Network request anomalies are very frequent, so be sure to catch them proactively! aiohttp common exceptions are inherited fromaiohttp.ClientError, it is recommended to handle different types separately:

async def fetch_with_error_handling(session: aiohttp.ClientSession, url: str) -> str | None:
    try:
        async with session.get(url, timeout=10) as response:
            response.raise_for_status()   # 自动抛出 4xx/5xx 错误
            return await response.text()
    except aiohttp.ClientConnectorError:
        print(f"无法连接到服务器: {url}")
    except aiohttp.ClientTimeoutError:
        print(f"请求超时: {url}")
    except aiohttp.HTTPError as e:
        print(f"HTTP 错误: {e.status} - {url}")
    except aiohttp.ClientError as e:
        print(f"其他请求错误: {e} - {url}")
    return None

8. Complete practice: crawling websites in batches

Now connect the knowledge points learned above and write a real crawler: crawl 3 websites at the same time, set the concurrency limit to 2, and bring complete error handling.

import aiohttp
import asyncio

# 批量爬取的目标 URL
URLS = [
    "https://example.com",
    "https://httpbin.org/status/404",  # 故意测试 404 错误
    "https://httpbin.org/delay/2",     # 模拟 2 秒延迟
]

MAX_CONCURRENCY = 2   # 最大并发数
TIMEOUT = aiohttp.ClientTimeout(total=5)   # 单次请求总超时 5 秒

async def fetch(session: aiohttp.ClientSession, url: str, sem: asyncio.Semaphore) -> tuple[str, int | None]:
    async with sem:
        try:
            async with session.get(url, timeout=TIMEOUT) as response:
                response.raise_for_status()
                content = await response.text()
                return (url, len(content))
        except Exception as e:
            print(f"❌ 处理 {url} 失败: {str(e)}")
            return (url, None)

async def main():
    sem = asyncio.Semaphore(MAX_CONCURRENCY)
    async with aiohttp.ClientSession() as session:
        # 创建所有任务
        tasks = [fetch(session, url, sem) for url in URLS]
        # 并发执行,无论成败都会返回结果
        results = await asyncio.gather(*tasks)
        
        # 统计结果
        print("\n📊 爬取结果统计:")
        for url, length in results:
            if length:
                print(f"✅ {url}: 成功获取 {length} 字符")
            else:
                print(f"❌ {url}: 爬取失败")

if __name__ == "__main__":
    asyncio.run(main())

Run this code, and you will find that even though there is a page with a 2-second delay, the results of the other two pages are returned almost at the same time, and the total time taken is much less than the cumulative time spent on each of the three pages.

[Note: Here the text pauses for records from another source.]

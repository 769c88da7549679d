//! Star-system definitions: TOML config and noise-driven terrain.

use std::error::Error;
use std::fs;
use std::path::Path;
use std::sync::Arc;

use fastnoise_lite::{FastNoiseLite, NoiseType};
use serde::Deserialize;
use zenith_body::{Body, StarSystem, Terrain};

static DEFAULT_SYSTEM: &str = include_str!("../assets/demo-system.toml");

#[derive(Deserialize)]
struct SystemConfig {
    #[serde(default)]
    body: Vec<BodyConfig>,
}

#[derive(Deserialize)]
struct BodyConfig {
    name: String,
    /// Name of the body this one orbits; omit for the central body.
    #[serde(default)]
    parent: Option<String>,
    /// Semi-major axis of the body's own orbit, in meters.
    #[serde(default)]
    sma: f64,
    #[serde(default)]
    home: bool,
    /// Terrain parameters; a body without this section has no solid surface.
    #[serde(default)]
    surface: Option<TerrainConfig>,
}

#[derive(Clone, Copy, Deserialize)]
struct TerrainConfig {
    seed: i32,
    #[serde(default = "default_frequency")]
    frequency: f32,
    /// Peak-to-trough scale of the broad noise layer, in meters.
    #[serde(default = "default_amplitude")]
    amplitude: f64,
    /// Fraction of the amplitude contributed by a finer detail layer.
    #[serde(default = "default_detail")]
    detail: f64,
}

fn default_frequency() -> f32 {
    1.6
}
fn default_amplitude() -> f64 {
    4_000.0
}
fn default_detail() -> f64 {
    0.2
}

/// Deterministic synthetic terrain: two octaves of OpenSimplex2 sampled on
/// the unit sphere, so there is no seam at the antimeridian and the poles
/// are well-defined.
struct NoiseTerrain {
    broad: FastNoiseLite,
    fine: FastNoiseLite,
    amplitude: f64,
    detail: f64,
}

impl NoiseTerrain {
    fn new(config: &TerrainConfig) -> Self {
        let mut broad = FastNoiseLite::with_seed(config.seed);
        broad.set_noise_type(Some(NoiseType::OpenSimplex2));
        broad.set_frequency(Some(config.frequency));
        let mut fine = FastNoiseLite::with_seed(config.seed ^ 0x5f37_59df);
        fine.set_noise_type(Some(NoiseType::OpenSimplex2));
        fine.set_frequency(Some(config.frequency * 6.0));
        Self {
            broad,
            fine,
            amplitude: config.amplitude,
            detail: config.detail,
        }
    }
}

impl Terrain for NoiseTerrain {
    fn altitude(&self, latitude: f64, longitude: f64) -> f64 {
        let lat = latitude.to_radians();
        let lon = longitude.to_radians();
        let x = (lat.cos() * lon.cos()) as f32;
        let y = (lat.cos() * lon.sin()) as f32;
        let z = lat.sin() as f32;
        let broad = self.broad.get_noise_3d(x, y, z) as f64;
        let fine = self.fine.get_noise_3d(x, y, z) as f64;
        self.amplitude * (broad + self.detail * fine)
    }
}

/// Load a star system from a TOML file, or the built-in demo system.
pub fn load_system(path: Option<&Path>) -> Result<StarSystem, Box<dyn Error>> {
    let text = match path {
        Some(path) => fs::read_to_string(path)?,
        None => DEFAULT_SYSTEM.to_string(),
    };
    let config: SystemConfig = toml::from_str(&text)?;
    build_system(&config)
}

fn build_system(config: &SystemConfig) -> Result<StarSystem, Box<dyn Error>> {
    let mut bodies = Vec::with_capacity(config.body.len());
    for (index, body) in config.body.iter().enumerate() {
        let parent = match body.parent.as_deref() {
            None => index,
            Some(parent_name) => config
                .body
                .iter()
                .position(|candidate| candidate.name == parent_name)
                .ok_or_else(|| {
                    format!("body {} orbits unknown body {parent_name}", body.name)
                })?,
        };
        let terrain = body
            .surface
            .as_ref()
            .map(|t| Arc::new(NoiseTerrain::new(t)) as Arc<dyn Terrain + Send + Sync>);
        bodies.push(Body {
            name: body.name.clone(),
            parent,
            sma: body.sma,
            is_home: body.home,
            has_surface: body.surface.is_some(),
            terrain,
        });
    }
    Ok(StarSystem::new(bodies))
}
use std::time::{Duration, Instant};

use zenith_body::StarSystem;
use zenith_cache::ElevationCache;

use crate::priority_order;

/// What a precompute pass accomplished.
#[derive(Clone, Copy, Debug)]
pub struct PrecalcReport {
    /// Bodies whose result is now cached (instant for already-cached ones).
    pub computed: usize,
    /// Solid-surface bodies in the system.
    pub total: usize,
    pub elapsed: Duration,
}

impl PrecalcReport {
    /// Share of solid-surface bodies now cached, 0-100.
    pub fn percent(&self) -> u32 {
        if self.total == 0 {
            return 100;
        }
        (100.0 * self.computed as f64 / self.total as f64) as u32
    }
}

/// Walk solid-surface bodies in priority order, computing each highest point
/// until the wall-clock budget is exhausted. `None` runs to completion.
///
/// The budget is advisory and checked only between bodies: a scan in
/// progress always runs to completion. Already-cached bodies return
/// instantly, so repeated sessions make incremental progress until the whole
/// system is cached.
pub fn precalculate(
    system: &StarSystem,
    cache: &mut ElevationCache,
    budget: Option<Duration>,
) -> PrecalcReport {
    let order: Vec<usize> = priority_order(system)
        .into_iter()
        .filter(|&index| system.body(index).solid_surface())
        .collect();
    match budget {
        Some(limit) => log::info!(
            "pre-calculating maximum elevations for up to {} ms ({} total bodies)",
            limit.as_millis(),
            order.len()
        ),
        None => log::info!(
            "pre-calculating maximum elevations for all {} bodies",
            order.len()
        ),
    }

    let started = Instant::now();
    let mut computed = 0;
    for &index in &order {
        cache.max_elevation(system.body(index));
        computed += 1;
        if budget.is_some_and(|limit| started.elapsed() > limit) {
            break;
        }
    }

    let report = PrecalcReport {
        computed,
        total: order.len(),
        elapsed: started.elapsed(),
    };
    log::info!(
        "elapsed time {} ms, {}% of bodies have been calculated",
        report.elapsed.as_millis(),
        report.percent()
    );
    report
}
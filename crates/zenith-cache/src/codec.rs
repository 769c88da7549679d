use zenith_body::SurfacePoint;

use crate::{ElevationCache, SaveStore};

/// Store key carrying the scan-logic revision the entries were computed by.
pub const SCAN_REV_KEY: &str = "scan-rev";
/// Prefix of per-body entries; the remainder of the key is the body name.
pub const ELEVATION_PREFIX: &str = "elevation:";

/// Populate the cache from a persisted store.
///
/// A missing or mismatched revision stamp invalidates the whole store: the
/// cache is left empty and every entry is ignored, to be recomputed on
/// demand. A single malformed entry is logged and skipped without aborting
/// the rest of the load.
pub fn load_cache(cache: &mut ElevationCache, store: &SaveStore, current_rev: u64) {
    cache.clear();
    match store.get(SCAN_REV_KEY).map(str::parse::<u64>) {
        None => {
            log::info!("no previously cached elevation data found");
            return;
        }
        Some(Err(e)) => {
            log::warn!("unreadable scan rev stamp ({e}); ignoring cached elevation data");
            return;
        }
        Some(Ok(rev)) if rev != current_rev => {
            log::info!("ignoring cached elevation data with scan rev {rev} (current = {current_rev})");
            return;
        }
        Some(Ok(_)) => {}
    }
    for (key, value) in store.iter() {
        let Some(name) = key.strip_prefix(ELEVATION_PREFIX) else {
            continue;
        };
        match value.parse::<SurfacePoint>() {
            Ok(point) => {
                log::debug!("read max elevation of {name}: {}", point.altitude);
                cache.insert(name.to_string(), point);
            }
            Err(e) => log::warn!("skipping malformed elevation entry for {name}: {e}"),
        }
    }
    log::info!("loaded {} cached elevations (scan rev {current_rev})", cache.len());
}

/// Write the cache into a store: the revision stamp first, then one entry
/// per body in alphabetical name order for stable diffs.
///
/// An empty cache writes nothing at all, leaving whatever the store already
/// holds untouched.
pub fn save_cache(cache: &ElevationCache, store: &mut SaveStore, current_rev: u64) {
    if cache.is_empty() {
        return;
    }
    store.set(SCAN_REV_KEY, current_rev.to_string());
    let mut names: Vec<&str> = cache.iter().map(|(name, _)| name).collect();
    names.sort_unstable();
    for name in names {
        if let Some(point) = cache.get(name) {
            log::debug!("write max elevation of {name}: {}", point.altitude);
            store.set(format!("{ELEVATION_PREFIX}{name}"), point.to_string());
        }
    }
}

#[cfg(test)]
mod tests {
    use super::*;

    fn cached(entries: &[(&str, SurfacePoint)]) -> ElevationCache {
        let mut cache = ElevationCache::default();
        for (name, point) in entries {
            cache.insert(name.to_string(), *point);
        }
        cache
    }

    #[test]
    fn save_then_load_round_trips() {
        let cache = cached(&[
            ("Gaia", SurfacePoint::new(12.5, -33.0, 8848.25)),
            ("Ares", SurfacePoint::new(-2.0, 110.5, 21229.0)),
        ]);
        let mut store = SaveStore::new();
        save_cache(&cache, &mut store, 7);

        let mut reloaded = ElevationCache::default();
        load_cache(&mut reloaded, &store, 7);
        assert_eq!(reloaded.len(), 2);
        assert_eq!(
            reloaded.get("Gaia"),
            Some(&SurfacePoint::new(12.5, -33.0, 8848.25))
        );
        assert_eq!(
            reloaded.get("Ares"),
            Some(&SurfacePoint::new(-2.0, 110.5, 21229.0))
        );
    }

    #[test]
    fn mismatched_rev_invalidates_everything() {
        let cache = cached(&[("Gaia", SurfacePoint::new(1.0, 2.0, 3.0))]);
        let mut store = SaveStore::new();
        save_cache(&cache, &mut store, 7);

        let mut reloaded = cached(&[("Stale", SurfacePoint::new(0.0, 0.0, 0.0))]);
        load_cache(&mut reloaded, &store, 8);
        assert!(reloaded.is_empty());
    }

    #[test]
    fn missing_stamp_loads_nothing() {
        let mut store = SaveStore::new();
        store.set("elevation:Gaia", "3.0, 1.0, 2.0");
        let mut cache = ElevationCache::default();
        load_cache(&mut cache, &store, 7);
        assert!(cache.is_empty());
    }

    #[test]
    fn malformed_entry_is_skipped_not_fatal() {
        let mut store = SaveStore::new();
        store.set(SCAN_REV_KEY, "7");
        store.set("elevation:Torn", "only, two");
        store.set("elevation:Gaia", "8848.25, 12.5, -33.0");
        store.set("unrelated", "ignored");
        let mut cache = ElevationCache::default();
        load_cache(&mut cache, &store, 7);
        assert_eq!(cache.len(), 1);
        assert!(cache.get("Gaia").is_some());
    }

    #[test]
    fn empty_cache_saves_nothing() {
        let cache = ElevationCache::default();
        let mut store = SaveStore::new();
        save_cache(&cache, &mut store, 7);
        assert!(store.is_empty());
    }

    #[test]
    fn stamp_leads_and_bodies_are_alphabetical() {
        let cache = cached(&[
            ("Zephyr", SurfacePoint::new(0.0, 0.0, 1.0)),
            ("Ash", SurfacePoint::new(0.0, 0.0, 2.0)),
        ]);
        let mut store = SaveStore::new();
        save_cache(&cache, &mut store, 7);
        let keys: Vec<&str> = store.iter().map(|(k, _)| k).collect();
        assert_eq!(keys, vec!["scan-rev", "elevation:Ash", "elevation:Zephyr"]);
    }
}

9. Summary of best practices

  1. must be reusedClientSession: Do not create a new one for every request, the initialization overhead is relatively high
  2. Be sure to control the number of concurrencies: Flexibly adjust according to the server's affordability and its own network conditions. Generally recommended is 5 to 20
  3. Set timeout reasonably: Avoid being dragged down by individual slow requests to the entire crawler
  4. Download large files in chunks: Prevent memory overflow
  5. Complete error handling: The network environment is uncontrollable, and all possible exceptions must be covered
  6. Make good use ofasync withManagement life cycle: automatically close Session and semaphore, less error-prone

10. Extended learning

If you want to learn more deeplyaiohttp, it is recommended to read its official documentation and combineasyncioStudy and thoroughly understand the event loop and asynchronous programming model:

  • aiohttp 官方文档
  • When dealing with more complex concurrent task scheduling, it can also be used withaiomultiprocessingand other libraries to further improve the execution efficiency of large batch tasks.

I hope this tutorial can help you get started quicklyaiohttp, write an efficient and stable asynchronous crawler!